The physical activity and exercise recommendations for adults with osteoporosis from Giangregorio and McGill et al has exercises recommendations with an emphasis on three things – (1) strength, (2) balance and (3) alignment.
“All of the recommendations evolved from an amalgamation of expert responses – they were not based on a review of evidence.” If the expert responses were similar to those from Margaret, I would strongly disagree with them. I suggest the young lady in the video may disagree too. It goes without saying that if an elderly woman has multiple fractures (or a history of them), pain, or an excessively kyphotic back, then she isn’t going to be doing the same exercises as the lady in this video.
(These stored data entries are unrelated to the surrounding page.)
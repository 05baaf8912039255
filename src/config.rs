//! Agent configuration parameters.
//!
//! Service endpoints, key parameters, and the fixed buffer bounds the
//! agent enforces on everything it copies out of the network or the
//! persistent store.

use serde::{Deserialize, Serialize};

// ── Fixed buffer bounds ───────────────────────────────────────
//
// Oversized values fail with a typed error; nothing is truncated.

/// Maximum private-key PEM length.
pub const KEY_PEM_MAX: usize = 2048;
/// Maximum CSR PEM length.
pub const CSR_PEM_MAX: usize = 2048;
/// Maximum client-certificate PEM length.
pub const CERT_PEM_MAX: usize = 2048;
/// Maximum version-string length from the update service.
pub const VERSION_STR_MAX: usize = 100;
/// Maximum firmware-image URL length from the update service.
pub const URL_MAX: usize = 100;
/// Maximum HTTP response body the agent will buffer.
pub const HTTP_BODY_MAX: usize = 2048;

/// Core agent configuration.
#[derive(Debug, Clone, Serialize, Deserialize)]
pub struct AgentConfig {
    /// Registration endpoint (POST `{deviceId, csr}` → certificate).
    pub register_url: String,
    /// Version-check endpoint (GET, client-cert authenticated).
    pub version_url: String,
    /// RSA modulus size for the device keypair.
    pub rsa_bits: usize,
    /// Transport connect/read timeout (milliseconds).
    pub http_timeout_ms: u32,
}

impl Default for AgentConfig {
    fn default() -> Self {
        Self {
            register_url: "https://provisioning.example.com/api/device/register".into(),
            version_url: "https://mtls.provisioning.example.com/api/device/pull/update".into(),
            rsa_bits: 2048,
            http_timeout_ms: 3000,
        }
    }
}

impl AgentConfig {
    /// Range-check the configuration.  Rejects invalid values instead of
    /// clamping them.
    pub fn validate(&self) -> Result<(), &'static str> {
        if !self.register_url.starts_with("https://") {
            return Err("register_url must be https");
        }
        if !self.version_url.starts_with("https://") {
            return Err("version_url must be https");
        }
        if !matches!(self.rsa_bits, 2048 | 3072 | 4096) {
            return Err("rsa_bits must be 2048, 3072 or 4096");
        }
        if !(500..=60_000).contains(&self.http_timeout_ms) {
            return Err("http_timeout_ms must be 500-60000");
        }
        Ok(())
    }
}

#[cfg(test)]
mod tests {
    use super::*;

    #[test]
    fn default_config_is_sane() {
        let c = AgentConfig::default();
        assert!(c.validate().is_ok());
    }

    #[test]
    fn rejects_plaintext_endpoint() {
        let c = AgentConfig {
            register_url: "http://provisioning.example.com/api/device/register".into(),
            ..Default::default()
        };
        assert!(c.validate().is_err());
    }

    #[test]
    fn rejects_odd_key_size() {
        let c = AgentConfig {
            rsa_bits: 1024,
            ..Default::default()
        };
        assert!(c.validate().is_err());
    }

    #[test]
    fn serde_roundtrip() {
        let c = AgentConfig::default();
        let json = serde_json::to_string(&c).unwrap();
        let c2: AgentConfig = serde_json::from_str(&json).unwrap();
        assert_eq!(c.register_url, c2.register_url);
        assert_eq!(c.rsa_bits, c2.rsa_bits);
    }
}
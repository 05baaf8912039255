//! Integration test driver for `tests/integration/` submodule.
//!
//! Each `mod` below maps to a file that exercises a slice of the agent
//! against mock adapters.  All tests run on the host (x86_64) with no
//! real hardware required.

mod agent_cycle_tests;
mod mock_platform;
mod provisioning_flow_tests;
Nobody in their right mind would even be considering it. The ‘experts’ actually recommend that this population lift no more than 2.3-4.6kg!!
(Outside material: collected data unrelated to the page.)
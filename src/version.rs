//! Firmware version parsing and the update decision gate.
//!
//! Versions are `major.minor.patch` triples of non-negative integers,
//! ordered lexicographically on the triple.  A malformed version string
//! is a typed parse error, never a silent zero.

use core::fmt;
use core::str::FromStr;

// ───────────────────────────────────────────────────────────────
// Version
// ───────────────────────────────────────────────────────────────

/// A `major.minor.patch` firmware version.
///
/// `Ord` compares major, then minor, then patch.
#[derive(Debug, Clone, Copy, PartialEq, Eq, PartialOrd, Ord)]
pub struct Version {
    pub major: u32,
    pub minor: u32,
    pub patch: u32,
}

impl Version {
    pub const fn new(major: u32, minor: u32, patch: u32) -> Self {
        Self {
            major,
            minor,
            patch,
        }
    }
}

impl fmt::Display for Version {
    fn fmt(&self, f: &mut fmt::Formatter<'_>) -> fmt::Result {
        write!(f, "{}.{}.{}", self.major, self.minor, self.patch)
    }
}

/// Errors from parsing a version string.
#[derive(Debug, Clone, Copy, PartialEq, Eq)]
pub enum VersionParseError {
    /// Fewer than three dot-separated fields.
    MissingField,
    /// More than three dot-separated fields.
    ExtraField,
    /// A field is empty, non-numeric, or overflows `u32`.
    InvalidNumber,
}

impl fmt::Display for VersionParseError {
    fn fmt(&self, f: &mut fmt::Formatter<'_>) -> fmt::Result {
        match self {
            Self::MissingField => write!(f, "expected major.minor.patch"),
            Self::ExtraField => write!(f, "trailing fields after patch"),
            Self::InvalidNumber => write!(f, "field is not a valid number"),
        }
    }
}

impl FromStr for Version {
    type Err = VersionParseError;

    fn from_str(s: &str) -> Result<Self, Self::Err> {
        let mut fields = s.split('.');
        let mut next = || -> Result<u32, VersionParseError> {
            fields
                .next()
                .ok_or(VersionParseError::MissingField)?
                .parse::<u32>()
                .map_err(|_| VersionParseError::InvalidNumber)
        };
        let major = next()?;
        let minor = next()?;
        let patch = next()?;
        if fields.next().is_some() {
            return Err(VersionParseError::ExtraField);
        }
        Ok(Self {
            major,
            minor,
            patch,
        })
    }
}

// ───────────────────────────────────────────────────────────────
// Comparison + decision gate
// ───────────────────────────────────────────────────────────────

/// Result of comparing an installed version against a target.
#[derive(Debug, Clone, Copy, PartialEq, Eq)]
pub enum Relation {
    /// The subject is older than the target.
    Older,
    /// The subject is newer than the target.
    Newer,
    /// Equal triples.
    Equal,
}

/// Compare `subject` (currently installed) against `target` (reported by
/// the update service), major first, then minor, then patch.
pub fn compare(subject: &Version, target: &Version) -> Relation {
    use core::cmp::Ordering;
    match subject.cmp(target) {
        Ordering::Less => Relation::Older,
        Ordering::Greater => Relation::Newer,
        Ordering::Equal => Relation::Equal,
    }
}

/// Decision policy consumed by the OTA engine.
///
/// An update proceeds iff the installed version is older than the one the
/// service reports, or no local version record exists at all (first boot
/// updates unconditionally).
pub fn update_required(installed: Option<&Version>, available: &Version) -> bool {
    match installed {
        None => true,
        Some(current) => compare(current, available) == Relation::Older,
    }
}

// ───────────────────────────────────────────────────────────────
// Tests
// ───────────────────────────────────────────────────────────────

#[cfg(test)]
mod tests {
    use super::*;

    #[test]
    fn parses_plain_triple() {
        let v: Version = "1.2.3".parse().unwrap();
        assert_eq!(v, Version::new(1, 2, 3));
    }

    #[test]
    fn rejects_two_fields() {
        assert_eq!(
            "1.2".parse::<Version>(),
            Err(VersionParseError::MissingField)
        );
    }

    #[test]
    fn rejects_four_fields() {
        assert_eq!(
            "1.2.3.4".parse::<Version>(),
            Err(VersionParseError::ExtraField)
        );
    }

    #[test]
    fn rejects_non_numeric_field() {
        assert_eq!(
            "1.x.3".parse::<Version>(),
            Err(VersionParseError::InvalidNumber)
        );
        assert_eq!(
            "..".parse::<Version>(),
            Err(VersionParseError::InvalidNumber)
        );
    }

    #[test]
    fn rejects_overflowing_field() {
        assert_eq!(
            "1.4294967296.0".parse::<Version>(),
            Err(VersionParseError::InvalidNumber)
        );
    }

    #[test]
    fn patch_difference_orders() {
        let a: Version = "1.2.3".parse().unwrap();
        let b: Version = "1.2.4".parse().unwrap();
        assert_eq!(compare(&a, &b), Relation::Older);
    }

    #[test]
    fn major_beats_minor_and_patch() {
        let a: Version = "2.0.0".parse().unwrap();
        let b: Version = "1.9.9".parse().unwrap();
        assert_eq!(compare(&a, &b), Relation::Newer);
    }

    #[test]
    fn equal_triples_compare_equal() {
        let a: Version = "1.0.0".parse().unwrap();
        assert_eq!(compare(&a, &a), Relation::Equal);
    }

    #[test]
    fn absent_record_always_updates() {
        let available = Version::new(0, 0, 1);
        assert!(update_required(None, &available));
    }

    #[test]
    fn older_installed_updates() {
        let installed = Version::new(1, 0, 0);
        let available = Version::new(1, 0, 1);
        assert!(update_required(Some(&installed), &available));
    }

    #[test]
    fn equal_or_newer_installed_does_not_update() {
        let installed = Version::new(1, 0, 1);
        assert!(!update_required(Some(&installed), &installed));
        let older_remote = Version::new(1, 0, 0);
        assert!(!update_required(Some(&installed), &older_remote));
    }

    #[test]
    fn display_roundtrip() {
        let v = Version::new(10, 20, 30);
        let s = v.to_string();
        assert_eq!(s, "10.20.30");
        assert_eq!(s.parse::<Version>().unwrap(), v);
    }
}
In the podcast, Margaret suggested that a ‘deadlift’ was not functional. There are many people, including myself, who consider the deadlift pattern to reflect the general way in which someone would pick an object up from the floor. The consensus document considers the ‘hip hinge’ (that’s the deadlift pattern) a ‘spine-sparing’ technique during activities of daily living or leisure. Sitting down onto a toilet seat is more hip-hinge and deadlift than ‘squat’.
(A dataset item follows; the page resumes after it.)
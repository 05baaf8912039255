fn main() {
    // No-op on host builds; forwards the ESP-IDF sysenv when present.
    embuild::espidf::sysenv::output();
}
There is no evidence that suggests bending forward (flexion) causes or is a risk for fracture. In fact, the consensus states “It was noted that there is no adequately powered evidence regarding the benefits and harms of exercise to enable the development of specific recommendations for all potential case presentations of individuals with osteoporosis that all clinicians will be able to interpret and apply.”
“Clinical reasoning is required to tailor exercise/activity recommendations or goals to patient characteristics, such as comorbid conditions (e.g., physical, psychological, social), fall risk, and individual ability.”
The consensus recommends exercise should have an emphasis on three outcomes; the deadlift (picking up a load from the floor) meets two of those: increase strength, specifically as stated in the consensus of the spinal extensors, and balance.
I agree with this statement: “Progressive overload over time is necessary to improve muscle strength or endurance”
Interesting, the exercise the ‘expert panel’ proposed to increase the strength and endurance of the spinal extensors was to lie on the ground and “gently push the shoulders into the ground”. How is lying on the floor working the spinal extensors? How is pushing the ‘shoulders’ backwards working the spinal extensors? How can their suggestion of ‘progressive overload’ be applied to this? How is this going to help someone with anything standing upright? The mind boggles!
I disagree with this statement: “Lifting weighted objects from or lowering them to the floor should be avoided – lifting or lowering objects should be performed from/to knee height or higher.”
That recommendation is absurd and unhelpful. You try going a day without bending past your knees, or lifting no more than 4.6kg. Consider how much a load of wet washing weighs and how someone would typically get that washing hung up on a line to dry. I guess these experts aren’t ever expecting grandma to hold her grandchildren either.
“Do not lift more than 5 lbs” only works if a patient knows how to move safely with that 5 lbs (2.3 kg).”
Everything about that sentence screams hypervigilance, frailty, kinesiophobia and deconditioning. Suggesting that an elderly person must be consciously mindful of performing every movement is simply not a workable solution. That’s like expecting a 3yr old child to behave like an adult; it’s not going to happen, regardless of any instruction they may be given. If you’ve ever raised a toddler, you’ll know what I mean.
With older adults, I apply the ‘mum test’; what would I have mum doing?
If my mum, who will be 70 next year, was diagnosed with osteoporosis I would be increasing her strength training program quick smart, and she wouldn’t be lying on the floor to do it either!